When you look at the markets and the economy today, it’s amazing how different things feel than they did a year ago. Hopes for widespread adoption of COVID-19 vaccines and a host of fiscal and monetary incentives has many economists forecasting the most significant growth in 2021 we have seen in decades. In contrast, the spring of 2020 was filled with dire economic forecasts of global depression and economic consequences for years into the future.
Unsurprisingly, many people sought financial measures to cushion the blow. People who lost their jobs during the economic stalemate had to wait weeks and months for unemployment benefits to arrive. Even those who continued to have their sources of income found the need to cushion their bank accounts under the face of darker days ahead. For many, this meant taking on distributions of 401k and IRA accounts.
In any normal year, a distribution of deferred tax assets from a retirement account is taxable in the year in which it is distributed. Additionally, Distributions before the age of 59 ½ years (with a few exceptions) are subject to additional taxation, usually 10%.
However, an exception has been introduced under the CARES Act that can give people more flexibility and potentially less taxes on distributions from these plans. The specific terms apply to a redefined element called “Coronavirus Related Distribution (CRD)”. Distributions falling into this category up to a total of $ 100,000 made between January 1, 2020 and December 30, 2020 may receive three specific types of special treatment.
CRD Special Treatment 1: Distribution of Income
As noted above, retirement benefit distributions are typically taxed as income in the year they are drawn. However, distributions that are considered to be coronavirus-related can span 3 years.
Example: Gary took over a distribution from his IRA from $ 30,000 in January 2020. He determines that he would be eligible for a CRD. He may report $ 10,000 of that distribution as income in 2020, another $ 10,000 in 2021, and finally another $ 10,000 in 2022.
Assuming that someone has to make such a distribution under unfavorable financial conditions, it can be very helpful to spread taxation over the distribution, especially as conditions for the taxpayer improve in the years to come.
The 3 year tax treatment is not required – and someone who made a distribution from their IRA or 401 (k) in 2020 to cover their loss of income might consider treating EVERYTHING as a 2020 distribution for tax purposes, in particular if he regains his earned income in future years. If you take it all in a year when income was lower, the marginal tax rate paid may decrease.
CRD special treatment 2: No withholding tax required
Distributions from qualifying plans like 401,000 generally require a 20% withholding tax. It doesn’t help if someone doing an emergency distribution has to withhold so much, especially if they are able to spread the tax over 3 years. Therefore, plan administrators who distribute money for CRDs did not have to withhold federal tax on those distributions.
CRD special treatment 3: No penalty for early withdrawal
Coronavirus-related distributions are not subject to the normal 10% penalty for taxpayers who make distributions before the age of 59 ½ years. In our example above, Gary wouldn’t have to pay the 10% additional tax even if he were 30 years old in 2020.

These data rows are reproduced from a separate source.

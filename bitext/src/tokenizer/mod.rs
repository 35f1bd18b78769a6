//! The tokenizer capability the batching pipeline is built on, and the implementations of it that
//! ship with this crate.
//!
//! Learning a subword vocabulary is not something this crate does.  Tokenizers here load a
//! vocabulary that was trained elsewhere and apply it.
use crate::{Result, TokenId};

mod tiktoken;
mod vocab;

pub use tiktoken::*;
pub use vocab::*;

/// Text to token id conversion, in both directions.
///
/// Implementations are trusted to return a (possibly empty) id sequence for any input text,
/// including the empty string.  An `Err` from `encode` aborts the batch being built rather than
/// dropping the offending sentence.
pub trait Tokenizer {
    /// Encode text into token ids, without adding any sentinels
    fn encode(&self, text: &str) -> Result<Vec<TokenId>>;

    /// Decode token ids back into text
    fn decode(&self, ids: &[TokenId]) -> Result<String>;

    /// The id of a single vocabulary piece, if the vocabulary has such a piece
    fn piece_to_id(&self, piece: &str) -> Option<TokenId>;

    /// The number of ids in the vocabulary.  Every valid id is below this.
    fn vocab_size(&self) -> usize;

    /// Whether `id` stands for something in the vocabulary and can be decoded.
    ///
    /// Only vocabularies with holes in their id range need to override this.
    fn contains_id(&self, id: TokenId) -> bool {
        id < self.vocab_size()
    }
}

impl<T: Tokenizer + ?Sized> Tokenizer for Box<T> {
    fn encode(&self, text: &str) -> Result<Vec<TokenId>> {
        (**self).encode(text)
    }

    fn decode(&self, ids: &[TokenId]) -> Result<String> {
        (**self).decode(ids)
    }

    fn piece_to_id(&self, piece: &str) -> Option<TokenId> {
        (**self).piece_to_id(piece)
    }

    fn vocab_size(&self) -> usize {
        (**self).vocab_size()
    }

    fn contains_id(&self, id: TokenId) -> bool {
        (**self).contains_id(id)
    }
}
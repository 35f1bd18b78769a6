//! A [`Tokenizer`] over a fixed piece vocabulary, such as the `.vocab` file SentencePiece writes
//! next to its model.
use crate::{FileIoSnafu, InvalidVocabLineSnafu, Result, TokenId, Tokenizer, VocabBoundsSnafu};
use rustc_hash::FxHashMap as HashMap;
use snafu::{ensure, OptionExt, ResultExt};
use std::io::{BufRead, BufReader};
use std::path::Path;
use tracing::*;

/// Marks a piece that starts a new word, in place of the whitespace before it.
pub const WORD_BOUNDARY: char = '\u{2581}';

/// Pieces that carry no text and are dropped when decoding.
const CONTROL_PIECES: &[&str] = &["<s>", "</s>", "<pad>"];

const UNK_PIECE: &str = "<unk>";

/// How an unknown piece is rendered when decoding, same as SentencePiece
const UNK_SURFACE: &str = " \u{2047} ";

/// Greedy longest-match segmentation against a piece vocabulary.
///
/// Text is split on whitespace, each word gets a [`WORD_BOUNDARY`] prefix, and then the longest
/// vocabulary piece at each position is taken.  A character that no piece covers becomes
/// `<unk>`.
///
/// This is not a reimplementation of the unigram or BPE segmenters; given the same vocabulary it
/// can choose different splits than SentencePiece would.  What it does guarantee is that every
/// id it emits is in the vocabulary, which is all the batching pipeline relies on.
#[derive(Clone, Debug)]
pub struct VocabTokenizer {
    pieces: Vec<String>,
    ids: HashMap<String, TokenId>,
    unk_id: Option<TokenId>,

    /// Length of the longest piece, in chars, which bounds the longest-match search
    max_piece_chars: usize,
}

impl VocabTokenizer {
    /// Build a tokenizer from pieces in id order.
    ///
    /// If a piece appears more than once, the first occurrence wins.
    pub fn from_pieces<I, S>(pieces: I) -> Self
    where
        I: IntoIterator<Item = S>,
        S: Into<String>,
    {
        let pieces: Vec<String> = pieces.into_iter().map(Into::into).collect();

        let mut ids = HashMap::default();
        for (id, piece) in pieces.iter().enumerate() {
            ids.entry(piece.clone()).or_insert(id);
        }

        let max_piece_chars = pieces
            .iter()
            .map(|piece| piece.chars().count())
            .max()
            .unwrap_or(0);
        let unk_id = ids.get(UNK_PIECE).copied();

        Self {
            pieces,
            ids,
            unk_id,
            max_piece_chars,
        }
    }

    /// Load a vocabulary file with one `piece<TAB>score` entry per line; the score is optional and
    /// ignored.  The id of each piece is its zero-based line number.
    pub fn load(path: impl AsRef<Path>) -> Result<Self> {
        let path = path.as_ref();

        let file = std::fs::File::open(path).with_context(|_| FileIoSnafu { path })?;
        let mut pieces = Vec::new();

        for (index, line) in BufReader::new(file).lines().enumerate() {
            let line = line.with_context(|_| FileIoSnafu { path })?;
            let piece = line.split('\t').next().unwrap_or_default();

            ensure!(
                !piece.is_empty(),
                InvalidVocabLineSnafu {
                    path,
                    line: index + 1
                }
            );
            pieces.push(piece.to_string());
        }

        info!(path = %path.display(), vocab_size = pieces.len(), "Loaded vocabulary");

        Ok(Self::from_pieces(pieces))
    }

    fn encode_word(&self, word: &str, ids: &mut Vec<TokenId>) -> Result<()> {
        // Byte offsets of every char boundary, so the search can work in chars and slice in bytes
        let bounds: Vec<usize> = word
            .char_indices()
            .map(|(offset, _)| offset)
            .chain(std::iter::once(word.len()))
            .collect();
        let num_chars = bounds.len() - 1;

        let mut start = 0;
        while start < num_chars {
            let longest = (start + self.max_piece_chars).min(num_chars);

            let matched = (start + 1..=longest)
                .rev()
                .find_map(|end| {
                    self.ids
                        .get(&word[bounds[start]..bounds[end]])
                        .map(|id| (*id, end))
                });

            match matched {
                Some((id, end)) => {
                    ids.push(id);
                    start = end;
                }
                None => {
                    let unk_id = self.unk_id.context(crate::UnknownPieceSnafu {
                        piece: &word[bounds[start]..bounds[start + 1]],
                    })?;
                    ids.push(unk_id);
                    start += 1;
                }
            }
        }

        Ok(())
    }
}

impl Tokenizer for VocabTokenizer {
    fn encode(&self, text: &str) -> Result<Vec<TokenId>> {
        let mut ids = Vec::new();

        for word in text.split_whitespace() {
            let word = format!("{WORD_BOUNDARY}{word}");
            self.encode_word(&word, &mut ids)?;
        }

        Ok(ids)
    }

    fn decode(&self, ids: &[TokenId]) -> Result<String> {
        let mut text = String::new();

        for id in ids {
            let piece = self.pieces.get(*id).context(VocabBoundsSnafu {
                id: *id,
                vocab_size: self.pieces.len(),
            })?;

            if Some(*id) == self.unk_id {
                text.push_str(UNK_SURFACE);
            } else if !CONTROL_PIECES.contains(&piece.as_str()) {
                text.push_str(piece);
            }
        }

        let text = text.replace(WORD_BOUNDARY, " ");
        Ok(text.trim().to_string())
    }

    fn piece_to_id(&self, piece: &str) -> Option<TokenId> {
        self.ids.get(piece).copied()
    }

    fn vocab_size(&self) -> usize {
        self.pieces.len()
    }
}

CRD Special Treatment 4: Repayment is an advantage
One final exception to the rules is the repayment of a coronavirus-related distribution. Typically, when you take money out of an IRA or Eligible Plan, it must be returned within 60 days to qualify as an “indirect rollover”. These can only be carried out once in a twelve-month period. However, CRDs can be repaid at any time during the three-year period for 2020, 2021 and 2022. This not only enables more flexibility in terms of taxation. it can Helping people reverse the damage early withdrawal has done to their retirement plans.
Example: Vicki took $ 60,000 from her IRA in 2020. She opted for the three-year tax treatment and paid income tax on $ 20,000 on distributions on her return in 2020 and an additional $ 20,000 on her return in 2021. In 2022, she received an inheritance and decided to withdraw her CRD distribution of USD 60,000 to be repaid. She won’t owe the taxes for the portion of 2022 that would have been $ 20,000. She can also amend her 2020 and 2021 tax returns to include the tax she paid on the other $ 40,000.
What exactly qualifies a distribution as a CRD? This answer is not very clear. The IRS lists some specific items This would entitle a taxpayer to make distributions even if they had a COVID-19 diagnosis or was in their household, or if they were on leave, laid off or unable to work due to COVID.
It is interesting, however, that distributions can qualify until January 1, 2020 if nobody would have fallen into those categories. The IRS guidelines specifically state that additional guidelines can be issued to expand the list of factors that would qualify a person for CRDs. If you have a question about whether your distributions may qualify in 2020, get an opinion from your tax advisor first, and then work with your advisor to see if you benefit from the CRD regulations.
If you qualify, there is a special form that was only available in final form from the IRS a few weeks ago. You can use Form 8915-E to report a CRD and choose tax treatment.
Indeed, 2020 was a year of great uncertainty and upheaval. CRDs are one of several ways the U.S. government has mitigated some of the impact. Use this provision if you can!